— TASK DIRECTIONS —
If a line in the data holds the string "level", list it.

— GIVEN DATA —
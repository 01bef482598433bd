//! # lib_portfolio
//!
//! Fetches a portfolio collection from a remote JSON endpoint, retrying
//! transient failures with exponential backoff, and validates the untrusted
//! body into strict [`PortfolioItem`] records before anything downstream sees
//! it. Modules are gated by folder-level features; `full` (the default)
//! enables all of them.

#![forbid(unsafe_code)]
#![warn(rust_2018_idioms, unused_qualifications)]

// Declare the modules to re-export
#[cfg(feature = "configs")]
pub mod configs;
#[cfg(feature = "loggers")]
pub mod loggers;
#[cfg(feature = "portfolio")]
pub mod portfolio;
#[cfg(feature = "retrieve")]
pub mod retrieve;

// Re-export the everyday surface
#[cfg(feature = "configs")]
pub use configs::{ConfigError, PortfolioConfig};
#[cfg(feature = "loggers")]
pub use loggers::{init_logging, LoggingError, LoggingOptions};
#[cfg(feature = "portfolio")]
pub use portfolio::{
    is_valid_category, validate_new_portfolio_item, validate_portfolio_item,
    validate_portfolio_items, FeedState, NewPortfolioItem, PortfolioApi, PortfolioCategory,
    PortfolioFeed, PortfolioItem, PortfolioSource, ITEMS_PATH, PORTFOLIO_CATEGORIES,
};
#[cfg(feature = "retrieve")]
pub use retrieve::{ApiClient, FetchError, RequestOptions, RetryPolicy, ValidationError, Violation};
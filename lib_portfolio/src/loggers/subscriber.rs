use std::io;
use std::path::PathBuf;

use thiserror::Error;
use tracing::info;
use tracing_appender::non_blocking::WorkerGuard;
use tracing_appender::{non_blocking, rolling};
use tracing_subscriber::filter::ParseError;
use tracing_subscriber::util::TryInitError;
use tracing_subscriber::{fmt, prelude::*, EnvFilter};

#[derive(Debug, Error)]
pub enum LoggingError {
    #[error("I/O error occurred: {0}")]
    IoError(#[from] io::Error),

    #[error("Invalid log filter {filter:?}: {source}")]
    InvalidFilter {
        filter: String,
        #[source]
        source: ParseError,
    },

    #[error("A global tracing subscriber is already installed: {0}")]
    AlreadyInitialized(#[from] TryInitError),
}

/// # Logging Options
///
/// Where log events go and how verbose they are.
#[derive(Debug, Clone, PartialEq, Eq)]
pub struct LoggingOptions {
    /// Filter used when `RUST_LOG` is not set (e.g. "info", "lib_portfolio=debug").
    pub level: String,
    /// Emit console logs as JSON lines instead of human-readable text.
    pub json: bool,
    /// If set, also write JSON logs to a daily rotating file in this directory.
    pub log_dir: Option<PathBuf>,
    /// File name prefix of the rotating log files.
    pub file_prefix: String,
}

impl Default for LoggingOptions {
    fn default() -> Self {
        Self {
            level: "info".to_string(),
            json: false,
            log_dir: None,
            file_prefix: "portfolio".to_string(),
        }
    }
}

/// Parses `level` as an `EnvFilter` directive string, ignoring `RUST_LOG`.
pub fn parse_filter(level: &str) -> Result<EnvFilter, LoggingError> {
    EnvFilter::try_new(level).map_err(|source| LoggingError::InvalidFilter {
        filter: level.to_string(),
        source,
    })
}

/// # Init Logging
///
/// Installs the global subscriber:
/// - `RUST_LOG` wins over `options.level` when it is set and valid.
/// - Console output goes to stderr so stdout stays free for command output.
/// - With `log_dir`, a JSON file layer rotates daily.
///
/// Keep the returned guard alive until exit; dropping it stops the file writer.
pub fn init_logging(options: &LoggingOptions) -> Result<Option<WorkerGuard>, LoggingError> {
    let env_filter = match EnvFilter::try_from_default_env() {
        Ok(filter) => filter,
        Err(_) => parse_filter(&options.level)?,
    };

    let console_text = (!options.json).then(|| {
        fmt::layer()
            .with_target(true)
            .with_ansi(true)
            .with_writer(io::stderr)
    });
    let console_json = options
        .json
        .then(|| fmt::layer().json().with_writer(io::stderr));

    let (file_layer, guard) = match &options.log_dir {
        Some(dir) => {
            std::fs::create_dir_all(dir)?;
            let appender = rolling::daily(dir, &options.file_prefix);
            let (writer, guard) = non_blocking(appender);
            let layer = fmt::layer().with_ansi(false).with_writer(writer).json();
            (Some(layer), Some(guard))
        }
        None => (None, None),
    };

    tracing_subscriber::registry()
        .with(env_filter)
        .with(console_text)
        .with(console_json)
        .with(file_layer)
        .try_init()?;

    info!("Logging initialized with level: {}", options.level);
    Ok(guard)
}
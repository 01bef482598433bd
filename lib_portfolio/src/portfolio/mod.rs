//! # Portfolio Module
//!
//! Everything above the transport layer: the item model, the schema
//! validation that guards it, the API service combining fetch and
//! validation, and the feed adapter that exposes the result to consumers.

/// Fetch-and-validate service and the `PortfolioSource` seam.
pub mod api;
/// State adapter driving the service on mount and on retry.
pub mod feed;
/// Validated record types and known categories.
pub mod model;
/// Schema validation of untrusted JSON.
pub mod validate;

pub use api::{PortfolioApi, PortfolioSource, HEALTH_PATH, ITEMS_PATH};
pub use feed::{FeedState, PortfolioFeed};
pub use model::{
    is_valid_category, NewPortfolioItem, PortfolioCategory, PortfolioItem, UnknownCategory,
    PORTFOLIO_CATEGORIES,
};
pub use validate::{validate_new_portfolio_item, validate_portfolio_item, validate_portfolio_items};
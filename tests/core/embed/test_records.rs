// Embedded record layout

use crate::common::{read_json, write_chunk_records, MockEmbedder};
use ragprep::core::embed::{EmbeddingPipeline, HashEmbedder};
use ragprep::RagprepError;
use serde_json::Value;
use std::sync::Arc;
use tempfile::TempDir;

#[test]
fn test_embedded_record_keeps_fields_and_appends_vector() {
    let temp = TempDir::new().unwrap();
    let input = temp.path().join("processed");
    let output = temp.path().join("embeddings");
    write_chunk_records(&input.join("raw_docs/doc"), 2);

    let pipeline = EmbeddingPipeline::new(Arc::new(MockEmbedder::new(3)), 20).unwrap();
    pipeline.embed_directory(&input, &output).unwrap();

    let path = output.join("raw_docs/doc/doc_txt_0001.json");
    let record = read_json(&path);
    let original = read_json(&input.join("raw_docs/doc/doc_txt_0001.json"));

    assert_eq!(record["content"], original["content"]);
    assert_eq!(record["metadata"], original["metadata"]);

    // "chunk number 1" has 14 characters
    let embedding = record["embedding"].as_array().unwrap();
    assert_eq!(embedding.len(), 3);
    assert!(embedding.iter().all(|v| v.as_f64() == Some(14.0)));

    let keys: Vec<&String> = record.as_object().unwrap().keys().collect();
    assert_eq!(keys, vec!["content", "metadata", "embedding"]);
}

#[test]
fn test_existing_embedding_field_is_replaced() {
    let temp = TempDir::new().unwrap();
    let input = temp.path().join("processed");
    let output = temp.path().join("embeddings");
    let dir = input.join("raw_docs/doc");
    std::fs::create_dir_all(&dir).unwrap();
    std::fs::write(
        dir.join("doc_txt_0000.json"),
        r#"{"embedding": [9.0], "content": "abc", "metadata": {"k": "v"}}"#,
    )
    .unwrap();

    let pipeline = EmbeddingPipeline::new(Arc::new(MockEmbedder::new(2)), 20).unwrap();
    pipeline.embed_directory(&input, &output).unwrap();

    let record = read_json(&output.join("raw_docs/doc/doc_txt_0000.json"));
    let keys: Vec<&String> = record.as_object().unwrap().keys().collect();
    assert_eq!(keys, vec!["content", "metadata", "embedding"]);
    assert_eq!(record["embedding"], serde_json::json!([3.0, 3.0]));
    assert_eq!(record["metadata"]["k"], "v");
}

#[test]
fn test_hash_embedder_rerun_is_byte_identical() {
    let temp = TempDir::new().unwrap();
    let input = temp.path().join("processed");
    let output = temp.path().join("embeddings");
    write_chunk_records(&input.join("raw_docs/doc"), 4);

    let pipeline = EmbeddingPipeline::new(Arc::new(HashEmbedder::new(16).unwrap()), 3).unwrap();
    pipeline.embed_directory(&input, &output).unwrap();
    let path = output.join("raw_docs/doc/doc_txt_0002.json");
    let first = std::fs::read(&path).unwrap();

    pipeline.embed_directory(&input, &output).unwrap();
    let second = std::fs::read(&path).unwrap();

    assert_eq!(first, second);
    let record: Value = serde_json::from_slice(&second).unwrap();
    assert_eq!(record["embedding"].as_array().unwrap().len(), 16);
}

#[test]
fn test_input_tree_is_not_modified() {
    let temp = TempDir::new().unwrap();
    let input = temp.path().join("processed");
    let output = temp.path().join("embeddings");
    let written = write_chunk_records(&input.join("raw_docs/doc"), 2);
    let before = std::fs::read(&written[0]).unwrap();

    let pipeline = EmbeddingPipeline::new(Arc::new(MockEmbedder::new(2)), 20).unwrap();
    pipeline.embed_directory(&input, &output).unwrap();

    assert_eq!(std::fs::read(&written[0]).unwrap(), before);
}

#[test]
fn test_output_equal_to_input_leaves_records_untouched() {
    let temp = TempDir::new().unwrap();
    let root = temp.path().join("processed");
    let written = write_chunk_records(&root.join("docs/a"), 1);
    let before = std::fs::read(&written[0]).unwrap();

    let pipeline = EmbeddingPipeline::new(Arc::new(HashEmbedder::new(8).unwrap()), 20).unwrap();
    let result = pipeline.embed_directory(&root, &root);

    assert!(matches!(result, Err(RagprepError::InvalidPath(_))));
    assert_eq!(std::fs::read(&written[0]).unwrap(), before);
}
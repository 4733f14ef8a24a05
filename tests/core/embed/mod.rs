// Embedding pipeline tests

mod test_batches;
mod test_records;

— WRITTEN RESPONSE —
//! it. Modules are gated by folder-level features; `full` (the default)
    pub level: String,
            level: "info".to_string(),
/// Parses `level` as an `EnvFilter` directive string, ignoring `RUST_LOG`.
pub fn parse_filter(level: &str) -> Result<EnvFilter, LoggingError> {
    EnvFilter::try_new(level).map_err(|source| LoggingError::InvalidFilter {
        filter: level.to_string(),
/// - `RUST_LOG` wins over `options.level` when it is set and valid.
        Err(_) => parse_filter(&options.level)?,
    info!("Logging initialized with level: {}", options.level);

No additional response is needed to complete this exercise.